● **DATA SECTION**:

--------------------------------------------------

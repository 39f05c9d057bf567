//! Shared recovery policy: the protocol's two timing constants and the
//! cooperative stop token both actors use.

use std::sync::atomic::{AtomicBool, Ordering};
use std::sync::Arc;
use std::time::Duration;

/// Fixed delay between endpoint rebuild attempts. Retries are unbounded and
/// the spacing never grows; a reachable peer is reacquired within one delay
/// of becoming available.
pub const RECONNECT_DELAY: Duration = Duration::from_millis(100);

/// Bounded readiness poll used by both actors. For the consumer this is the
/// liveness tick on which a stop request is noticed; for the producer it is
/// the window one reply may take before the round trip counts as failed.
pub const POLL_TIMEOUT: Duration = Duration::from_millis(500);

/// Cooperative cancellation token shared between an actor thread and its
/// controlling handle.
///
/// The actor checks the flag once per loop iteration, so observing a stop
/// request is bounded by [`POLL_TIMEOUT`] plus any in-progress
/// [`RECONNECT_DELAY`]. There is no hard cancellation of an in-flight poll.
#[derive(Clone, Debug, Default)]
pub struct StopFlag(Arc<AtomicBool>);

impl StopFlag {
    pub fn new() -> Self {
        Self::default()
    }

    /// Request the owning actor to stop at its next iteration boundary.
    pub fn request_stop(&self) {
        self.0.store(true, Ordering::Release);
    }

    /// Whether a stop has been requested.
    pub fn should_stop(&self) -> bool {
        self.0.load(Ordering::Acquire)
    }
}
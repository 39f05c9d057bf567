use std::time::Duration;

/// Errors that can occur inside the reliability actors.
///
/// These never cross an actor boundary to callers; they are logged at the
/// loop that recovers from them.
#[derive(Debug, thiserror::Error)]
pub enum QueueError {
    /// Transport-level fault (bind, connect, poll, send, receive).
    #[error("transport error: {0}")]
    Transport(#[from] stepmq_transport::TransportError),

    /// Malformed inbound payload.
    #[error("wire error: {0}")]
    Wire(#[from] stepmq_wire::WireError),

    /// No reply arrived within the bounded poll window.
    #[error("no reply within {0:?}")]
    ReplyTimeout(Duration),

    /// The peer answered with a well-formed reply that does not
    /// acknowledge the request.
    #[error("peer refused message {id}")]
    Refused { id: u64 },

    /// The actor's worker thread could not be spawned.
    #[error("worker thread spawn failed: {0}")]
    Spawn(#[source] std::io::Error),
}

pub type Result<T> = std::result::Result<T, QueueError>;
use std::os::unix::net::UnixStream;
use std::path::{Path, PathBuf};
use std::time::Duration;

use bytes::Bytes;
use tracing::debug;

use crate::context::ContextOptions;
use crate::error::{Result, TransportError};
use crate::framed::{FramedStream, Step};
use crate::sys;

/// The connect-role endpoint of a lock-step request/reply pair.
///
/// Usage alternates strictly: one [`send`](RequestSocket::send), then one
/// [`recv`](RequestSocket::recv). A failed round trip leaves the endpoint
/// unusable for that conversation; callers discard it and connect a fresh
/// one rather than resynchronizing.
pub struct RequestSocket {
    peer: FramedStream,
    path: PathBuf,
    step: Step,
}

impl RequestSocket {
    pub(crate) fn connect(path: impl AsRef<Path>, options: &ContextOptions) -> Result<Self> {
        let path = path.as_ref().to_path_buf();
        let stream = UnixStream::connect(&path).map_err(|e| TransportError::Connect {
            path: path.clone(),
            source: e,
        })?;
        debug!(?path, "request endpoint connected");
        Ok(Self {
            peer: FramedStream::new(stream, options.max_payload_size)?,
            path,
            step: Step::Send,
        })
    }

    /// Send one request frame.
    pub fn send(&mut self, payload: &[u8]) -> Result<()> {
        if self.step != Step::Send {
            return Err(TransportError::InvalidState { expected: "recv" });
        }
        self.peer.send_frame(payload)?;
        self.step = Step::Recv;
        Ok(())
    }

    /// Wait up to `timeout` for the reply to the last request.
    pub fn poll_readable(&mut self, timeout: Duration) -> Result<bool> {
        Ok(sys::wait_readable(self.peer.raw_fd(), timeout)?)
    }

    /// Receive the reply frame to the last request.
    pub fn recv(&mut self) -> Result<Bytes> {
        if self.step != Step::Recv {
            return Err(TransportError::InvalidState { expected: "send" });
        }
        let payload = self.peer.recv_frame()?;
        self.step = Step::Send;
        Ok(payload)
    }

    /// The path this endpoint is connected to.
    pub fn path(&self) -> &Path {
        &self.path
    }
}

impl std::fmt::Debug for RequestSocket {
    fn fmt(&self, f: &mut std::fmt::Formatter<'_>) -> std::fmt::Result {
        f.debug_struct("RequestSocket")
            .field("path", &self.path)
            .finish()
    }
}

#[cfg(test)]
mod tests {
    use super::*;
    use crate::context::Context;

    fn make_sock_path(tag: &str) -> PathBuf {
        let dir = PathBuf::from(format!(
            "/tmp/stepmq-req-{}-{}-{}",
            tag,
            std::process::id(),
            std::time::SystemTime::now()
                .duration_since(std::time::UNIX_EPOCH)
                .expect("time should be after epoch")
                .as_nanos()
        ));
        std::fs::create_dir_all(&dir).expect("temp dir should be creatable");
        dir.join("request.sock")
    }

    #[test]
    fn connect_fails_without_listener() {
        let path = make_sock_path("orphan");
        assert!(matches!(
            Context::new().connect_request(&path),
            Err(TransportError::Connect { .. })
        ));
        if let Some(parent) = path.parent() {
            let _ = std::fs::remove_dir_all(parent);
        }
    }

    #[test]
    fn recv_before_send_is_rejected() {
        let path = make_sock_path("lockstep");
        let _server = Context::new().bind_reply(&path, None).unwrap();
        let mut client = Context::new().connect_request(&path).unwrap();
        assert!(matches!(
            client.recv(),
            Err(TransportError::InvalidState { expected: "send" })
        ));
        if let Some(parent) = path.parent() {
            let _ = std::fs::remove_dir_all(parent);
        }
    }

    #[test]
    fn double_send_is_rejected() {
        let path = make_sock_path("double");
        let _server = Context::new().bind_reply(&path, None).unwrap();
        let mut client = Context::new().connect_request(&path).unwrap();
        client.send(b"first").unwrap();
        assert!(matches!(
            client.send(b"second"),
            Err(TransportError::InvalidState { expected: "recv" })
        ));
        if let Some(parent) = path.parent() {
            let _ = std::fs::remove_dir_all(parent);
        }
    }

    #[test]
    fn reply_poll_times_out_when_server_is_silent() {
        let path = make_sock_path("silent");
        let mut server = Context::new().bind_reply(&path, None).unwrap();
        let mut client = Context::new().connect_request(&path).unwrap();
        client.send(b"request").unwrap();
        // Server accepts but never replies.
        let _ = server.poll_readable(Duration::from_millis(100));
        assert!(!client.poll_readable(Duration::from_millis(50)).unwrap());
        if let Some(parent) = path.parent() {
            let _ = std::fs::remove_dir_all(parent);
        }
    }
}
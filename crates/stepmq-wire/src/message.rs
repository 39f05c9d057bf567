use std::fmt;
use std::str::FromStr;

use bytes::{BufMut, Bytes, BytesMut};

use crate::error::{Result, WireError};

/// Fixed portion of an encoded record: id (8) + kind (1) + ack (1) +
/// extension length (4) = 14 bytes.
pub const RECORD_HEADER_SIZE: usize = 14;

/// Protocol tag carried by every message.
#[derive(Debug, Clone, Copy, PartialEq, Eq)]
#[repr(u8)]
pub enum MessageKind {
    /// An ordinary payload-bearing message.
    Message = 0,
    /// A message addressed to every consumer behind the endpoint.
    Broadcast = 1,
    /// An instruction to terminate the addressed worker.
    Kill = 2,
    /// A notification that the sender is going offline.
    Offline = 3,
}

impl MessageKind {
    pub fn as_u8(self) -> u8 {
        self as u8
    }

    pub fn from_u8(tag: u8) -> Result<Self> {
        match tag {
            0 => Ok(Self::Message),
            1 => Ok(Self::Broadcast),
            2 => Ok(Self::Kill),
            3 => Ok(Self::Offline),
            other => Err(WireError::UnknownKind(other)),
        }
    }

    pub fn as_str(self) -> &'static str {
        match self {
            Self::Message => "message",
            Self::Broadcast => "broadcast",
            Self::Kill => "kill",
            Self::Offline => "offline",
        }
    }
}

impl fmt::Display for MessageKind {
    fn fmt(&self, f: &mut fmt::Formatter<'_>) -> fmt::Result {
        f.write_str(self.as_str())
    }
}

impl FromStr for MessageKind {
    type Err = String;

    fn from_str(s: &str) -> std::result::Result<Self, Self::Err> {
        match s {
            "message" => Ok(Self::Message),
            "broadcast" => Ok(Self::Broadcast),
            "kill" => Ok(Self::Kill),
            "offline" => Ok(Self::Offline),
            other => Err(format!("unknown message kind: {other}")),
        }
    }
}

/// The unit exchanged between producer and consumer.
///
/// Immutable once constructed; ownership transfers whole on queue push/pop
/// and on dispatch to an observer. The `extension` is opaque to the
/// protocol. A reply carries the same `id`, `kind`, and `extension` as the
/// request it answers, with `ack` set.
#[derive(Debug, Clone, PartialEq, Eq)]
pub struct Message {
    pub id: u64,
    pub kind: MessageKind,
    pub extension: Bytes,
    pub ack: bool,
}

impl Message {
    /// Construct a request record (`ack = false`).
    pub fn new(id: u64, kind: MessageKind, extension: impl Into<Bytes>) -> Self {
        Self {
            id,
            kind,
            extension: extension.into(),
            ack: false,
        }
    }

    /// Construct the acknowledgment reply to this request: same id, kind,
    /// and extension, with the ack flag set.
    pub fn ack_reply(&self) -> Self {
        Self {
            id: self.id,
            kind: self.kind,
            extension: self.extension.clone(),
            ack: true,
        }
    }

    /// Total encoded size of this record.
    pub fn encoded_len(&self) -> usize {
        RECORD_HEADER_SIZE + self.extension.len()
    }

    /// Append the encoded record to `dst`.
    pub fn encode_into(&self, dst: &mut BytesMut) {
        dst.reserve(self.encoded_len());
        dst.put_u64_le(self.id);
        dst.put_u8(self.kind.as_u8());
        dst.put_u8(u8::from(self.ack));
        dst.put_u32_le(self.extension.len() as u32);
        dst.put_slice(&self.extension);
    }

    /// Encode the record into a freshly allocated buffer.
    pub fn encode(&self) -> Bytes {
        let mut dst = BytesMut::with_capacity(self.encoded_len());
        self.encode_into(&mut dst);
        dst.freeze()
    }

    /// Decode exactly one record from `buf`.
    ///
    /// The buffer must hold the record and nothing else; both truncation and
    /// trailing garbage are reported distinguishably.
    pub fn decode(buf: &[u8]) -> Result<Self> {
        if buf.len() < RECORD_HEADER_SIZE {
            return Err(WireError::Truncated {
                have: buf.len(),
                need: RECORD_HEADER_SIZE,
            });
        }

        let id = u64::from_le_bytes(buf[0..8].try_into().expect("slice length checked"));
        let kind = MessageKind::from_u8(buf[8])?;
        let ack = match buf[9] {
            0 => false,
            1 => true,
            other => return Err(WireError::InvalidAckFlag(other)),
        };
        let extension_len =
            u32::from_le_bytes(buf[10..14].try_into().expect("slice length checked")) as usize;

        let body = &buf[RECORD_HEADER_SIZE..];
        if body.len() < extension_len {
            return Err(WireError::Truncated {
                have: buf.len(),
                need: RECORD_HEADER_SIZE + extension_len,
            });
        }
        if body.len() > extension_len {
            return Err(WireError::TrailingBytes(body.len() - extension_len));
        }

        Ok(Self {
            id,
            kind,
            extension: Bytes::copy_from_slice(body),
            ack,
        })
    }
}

--------------------------------------------------

● **EXERCISE**:
Go through the material above, find each line with the string "callers", and copy it.

● **OUTPUT**:
/// These never cross an actor boundary to callers; they are logged at the
/// unusable for that conversation; callers discard it and connect a fresh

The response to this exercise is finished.